The reality is, English is parsed by people, not by CPUs. It needs to be clear, but it needs to be varied and interesting, and it needs to connote and imply. It needs to gamble and flirt and occasionally betray. As in any other artistic endeavor, we must understand the rules, but then we must break them. If we were unwilling to do so, we would all still be speaking Latin (or Aramaic), we would know neither Falkner nor Shakespeare, and we certainly would be impoverished without the tintinnabulation of the bells, bells, bells, bells, Bells, bells, bells.

And who would wish to live in such a world?

And Another Thing . . .

I still see many grammarians warning hapless new writers of the horrors of beginning any sentence with “And” or “But”. Well I am here to tell you, my pedantic friends, that while the product of the hapless masses may well be wrong, SO ARE YOU for claiming this to be a rule.

These constructions have long been been considered solecisms, on par with the double negative (which, when combined with the dialectical “ain’t” is the quintessential modern English incarnation of the solecism, or “gutter speak” corruption of language. But when it comes to actual correctness of the prefatory “and” or “but”, it depends.

On the one hand, it is certainly wrong to begin a sentence with a conjunction. However, it is not wrong to begin a fully independent sentence with a word or phrase that communicates the useful information that it will further develop points made earlier. And so it is that these words can appear at the beginning of a sentences without acting as a solecistic conjunction.

But of course, such words can also signal a change of rhetorical direction clearly and more concisely than a longer phrase such as “On the other hand”. Such a usage clearly is not intended to conjoin two independent clauses into a sloppy construction, and makes the writing more concise and varied.

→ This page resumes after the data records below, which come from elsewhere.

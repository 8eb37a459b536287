use std::collections::BTreeMap;

use rust_decimal::Decimal;

use super::error::{FacturaError, ValidationError};
use super::types::*;
use super::units::is_known_unit_code;

/// Sum the per-line amounts into document totals.
///
/// Line amounts are already rounded to cents, so the sums are exact and
/// `total == subtotal + tax` holds for every document. Amounts too large
/// for a decimal are reported instead of overflowing.
pub fn calculate_totals(lines: &[InvoiceLineItem]) -> Result<Totals, FacturaError> {
    let overflow = || FacturaError::invalid("lines", "amounts exceed the representable range");

    let mut subtotal = Decimal::ZERO;
    let mut tax = Decimal::ZERO;
    let mut groups: BTreeMap<TaxRate, (Decimal, Decimal)> = BTreeMap::new();
    for line in lines {
        let line_subtotal = line.checked_subtotal().ok_or_else(overflow)?;
        let line_tax = line
            .checked_total()
            .and_then(|total| total.checked_sub(line_subtotal))
            .ok_or_else(overflow)?;

        subtotal = subtotal.checked_add(line_subtotal).ok_or_else(overflow)?;
        tax = tax.checked_add(line_tax).ok_or_else(overflow)?;
        let entry = groups
            .entry(line.tax_rate)
            .or_insert((Decimal::ZERO, Decimal::ZERO));
        entry.0 = entry.0.checked_add(line_subtotal).ok_or_else(overflow)?;
        entry.1 = entry.1.checked_add(line_tax).ok_or_else(overflow)?;
    }
    let total = subtotal.checked_add(tax).ok_or_else(overflow)?;

    let tax_breakdown = groups
        .into_iter()
        .map(|(rate, (taxable_amount, tax_amount))| TaxBreakdown {
            rate,
            taxable_amount,
            tax_amount,
        })
        .collect();

    Ok(Totals {
        subtotal,
        tax,
        total,
        tax_breakdown,
    })
}

impl InvoiceDocument {
    /// Re-run validation on a document that did not come from
    /// [`InvoiceBuilder`](super::InvoiceBuilder), e.g. one deserialized from
    /// storage. Stored totals must match the line items.
    pub fn validate(&self) -> Result<(), FacturaError> {
        let errors = validate_document(
            &self.number,
            self.document_type,
            &self.issuer,
            &self.customer,
            &self.lines,
            self.billing_reference.as_ref(),
        );
        if !errors.is_empty() {
            return Err(FacturaError::Validation(errors));
        }
        if calculate_totals(&self.lines)? != self.totals {
            return Err(FacturaError::invalid(
                "totals",
                "totals do not match the line items",
            ));
        }
        Ok(())
    }
}

/// Check every required field of a document before anything is rendered.
/// Returns all validation errors found (not just the first).
pub(crate) fn validate_document(
    number: &DocumentNumber,
    document_type: DocumentType,
    issuer: &Party,
    customer: &Party,
    lines: &[InvoiceLineItem],
    billing_reference: Option<&BillingReference>,
) -> Vec<ValidationError> {
    let mut errors = Vec::new();

    if number.prefix.len() > 4 {
        errors.push(ValidationError::new(
            "number.prefix",
            "prefix cannot exceed 4 characters",
        ));
    }

    validate_party(issuer, "issuer", &mut errors);
    validate_party(customer, "customer", &mut errors);

    if lines.is_empty() {
        errors.push(ValidationError::new(
            "lines",
            "at least one line item is required",
        ));
    }
    for (i, line) in lines.iter().enumerate() {
        validate_line(line, i, &mut errors);
    }

    match (document_type, billing_reference) {
        (DocumentType::Invoice, Some(_)) => errors.push(ValidationError::new(
            "billing_reference",
            "invoices cannot reference another invoice",
        )),
        (DocumentType::CreditNote | DocumentType::DebitNote, None) => {
            errors.push(ValidationError::new(
                "billing_reference",
                "credit and debit notes must reference the adjusted invoice",
            ))
        }
        (_, Some(reference)) if reference.number.trim().is_empty() => errors.push(
            ValidationError::new("billing_reference.number", "must not be empty"),
        ),
        _ => {}
    }

    errors
}

pub(crate) fn validate_party(party: &Party, prefix: &str, errors: &mut Vec<ValidationError>) {
    if party.identifier.trim().is_empty() {
        errors.push(ValidationError::new(
            format!("{prefix}.identifier"),
            "tax identifier must not be empty",
        ));
    } else if !party.identifier.chars().all(|c| c.is_ascii_alphanumeric()) {
        errors.push(ValidationError::new(
            format!("{prefix}.identifier"),
            "tax identifier must not contain separators",
        ));
    }
    if party.id_type == IdentificationType::Nit {
        if party.check_digit.trim().is_empty() {
            errors.push(ValidationError::new(
                format!("{prefix}.check_digit"),
                "NIT requires a check digit",
            ));
        } else if let Some(expected) = nit_check_digit(&party.identifier) {
            if party.check_digit.trim() != expected.to_string() {
                errors.push(ValidationError::new(
                    format!("{prefix}.check_digit"),
                    format!("check digit of NIT {} is {expected}", party.identifier),
                ));
            }
        } else if !party.identifier.trim().is_empty() {
            errors.push(ValidationError::new(
                format!("{prefix}.identifier"),
                "NIT must be 1 to 15 digits",
            ));
        }
    }
    if party.legal_name.trim().is_empty() {
        errors.push(ValidationError::new(
            format!("{prefix}.legal_name"),
            "legal name must not be empty",
        ));
    }
    if party.address.country_code.len() != 2 {
        errors.push(ValidationError::new(
            format!("{prefix}.address.country_code"),
            "country code must be 2 characters (ISO 3166-1 alpha-2)",
        ));
    }
}

fn validate_line(line: &InvoiceLineItem, idx: usize, errors: &mut Vec<ValidationError>) {
    let prefix = format!("lines[{idx}]");

    if line.code.trim().is_empty() {
        errors.push(ValidationError::new(
            format!("{prefix}.code"),
            "item code must not be empty",
        ));
    }
    if line.description.trim().is_empty() {
        errors.push(ValidationError::new(
            format!("{prefix}.description"),
            "description must not be empty",
        ));
    }
    if line.quantity <= Decimal::ZERO {
        errors.push(ValidationError::new(
            format!("{prefix}.quantity"),
            "quantity must be greater than zero",
        ));
    }
    if line.unit_price < Decimal::ZERO {
        errors.push(ValidationError::new(
            format!("{prefix}.unit_price"),
            "unit price must not be negative",
        ));
    }
    if line.checked_total().is_none() {
        errors.push(ValidationError::new(
            format!("{prefix}.amount"),
            "quantity × unit price exceeds the representable range",
        ));
    }
    if !is_known_unit_code(&line.unit) {
        errors.push(ValidationError::new(
            format!("{prefix}.unit"),
            format!("unknown unit of measure code '{}'", line.unit),
        ));
    }
    if let Some(gtin) = &line.gtin {
        if !is_valid_gtin(gtin) {
            errors.push(ValidationError::new(
                format!("{prefix}.gtin"),
                format!("'{gtin}' is not a valid GTIN"),
            ));
        }
    }
}

const NIT_WEIGHTS: [u32; 15] = [3, 7, 13, 17, 19, 23, 29, 37, 41, 43, 47, 53, 59, 67, 71];

/// Verification digit (DV) of a NIT: weighted mod-11 over the digits,
/// rightmost digit first. `None` if `nit` is not 1 to 15 ASCII digits.
pub fn nit_check_digit(nit: &str) -> Option<u32> {
    if nit.is_empty() || nit.len() > NIT_WEIGHTS.len() || !nit.bytes().all(|b| b.is_ascii_digit()) {
        return None;
    }
    let sum: u32 = nit
        .bytes()
        .rev()
        .zip(NIT_WEIGHTS)
        .map(|(b, w)| u32::from(b - b'0') * w)
        .sum();
    match sum % 11 {
        r @ (0 | 1) => Some(r),
        r => Some(11 - r),
    }
}

/// GTIN-8/12/13/14 with a valid mod-10 check digit.
pub fn is_valid_gtin(gtin: &str) -> bool {
    if !matches!(gtin.len(), 8 | 12 | 13 | 14) || !gtin.bytes().all(|b| b.is_ascii_digit()) {
        return false;
    }
    let digits: Vec<u32> = gtin.bytes().map(|b| u32::from(b - b'0')).collect();
    let (body, check) = digits.split_at(digits.len() - 1);
    let sum: u32 = body
        .iter()
        .rev()
        .enumerate()
        .map(|(i, d)| if i % 2 == 0 { d * 3 } else { *d })
        .sum();
    (10 - sum % 10) % 10 == check[0]
}

#[cfg(test)]
mod tests {
    use super::*;
    use rust_decimal_macros::dec;

    fn line(quantity: Decimal, price: Decimal, rate: TaxRate) -> InvoiceLineItem {
        InvoiceLineItem {
            code: "P001".into(),
            description: "Arroz Diana 500g".into(),
            quantity,
            unit_price: price,
            unit: "EA".into(),
            gtin: None,
            tax_rate: rate,
        }
    }

    #[test]
    fn totals_group_by_rate() {
        let lines = vec![
            line(dec!(2), dec!(2500), TaxRate::General),
            line(dec!(1), dec!(8900), TaxRate::General),
            line(dec!(3), dec!(3200), TaxRate::Reduced),
        ];
        let totals = calculate_totals(&lines).unwrap();

        assert_eq!(totals.subtotal, dec!(23500));
        assert_eq!(totals.tax, dec!(3121));
        assert_eq!(totals.total, dec!(26621));
        assert_eq!(totals.tax_breakdown.len(), 2);
        assert_eq!(totals.tax_breakdown[0].rate, TaxRate::Reduced);
        assert_eq!(totals.tax_breakdown[0].tax_amount, dec!(480));
        assert_eq!(totals.tax_breakdown[1].taxable_amount, dec!(13900));
    }

    #[test]
    fn line_amounts_round_to_cents_before_summing() {
        let lines = vec![line(dec!(1), dec!(0.005), TaxRate::Zero); 3];
        let totals = calculate_totals(&lines).unwrap();
        assert_eq!(lines[0].subtotal(), dec!(0.01));
        assert_eq!(totals.subtotal, dec!(0.03));
        assert_eq!(totals.total, dec!(0.03));
    }

    #[test]
    fn overflowing_amounts_are_reported() {
        let big = line(Decimal::MAX, dec!(2), TaxRate::General);
        assert!(big.checked_subtotal().is_none());
        assert!(matches!(
            calculate_totals(&[big.clone()]),
            Err(FacturaError::Validation(_))
        ));

        let mut errors = Vec::new();
        validate_line(&big, 0, &mut errors);
        assert!(errors.iter().any(|e| e.field == "lines[0].amount"));

        let half = line(Decimal::MAX / dec!(2), dec!(1), TaxRate::Zero);
        assert!(calculate_totals(&[half.clone(), half.clone(), half]).is_err());
    }

    #[test]
    fn nit_verification_digit() {
        assert_eq!(nit_check_digit("800197268"), Some(4));
        assert_eq!(nit_check_digit("900123456"), Some(8));
        assert_eq!(nit_check_digit("35696051"), Some(1));
        assert_eq!(nit_check_digit("222222222222"), Some(7));
        assert_eq!(nit_check_digit("9001234X"), None);
        assert_eq!(nit_check_digit("1234567890123456"), None);
    }

    #[test]
    fn gtin_check_digit() {
        assert!(is_valid_gtin("7702001030149"));
        assert!(is_valid_gtin("4006381333931"));
        assert!(!is_valid_gtin("4006381333932"));
        assert!(!is_valid_gtin("12345"));
        assert!(!is_valid_gtin("40063813339AB"));
    }
}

And so my friends, I do not fear the “And originated sentence”, and I do not accept the authority of any self-appointed grammarian to tell me not to use it. I am, after all, a reader as well as a writer, and the pedantic enforcement of this “rule” has done much, over the last century, to confound and confuse the unwary.

The Arson Plant

I rather like these two paragraphs from “Doomsday” in which an alien plant something like a giant squash is described

” The arson plant and the forest had been at war for centuries, and had reached an impasse on this hillside. Kat had compared the plants to Terran beavers, but militant, napalm-armed kudzu might have been more apt, and the foothills were filled with evidence of their destructive, ongoing struggles of conquest. Their thick, vigorous foliage crowded out competitors while incendiary seed disbursal simultaneously helped claim new territory and exposed neighboring trees to intense, repeated fire until first the light, and finally the land, was surrendered.
But here, the steep and rocky terrain had tipped the balance ever so slightly in favor of the conifers, and the invaders were stymied. They could not grow densely enough to kill the trees and take the hillside, but they could never relent. A botanical Sisyphus, they constantly rebuilt their arsenal, awaiting the spark that would begin the next futile cycle of assault and stalemate, while the conifers, anchored by sturdy roots, held the sky and controlled the light. Dylan and his compatriots had simply drawn their own attackers into one skirmish between the two Methuselan armies.”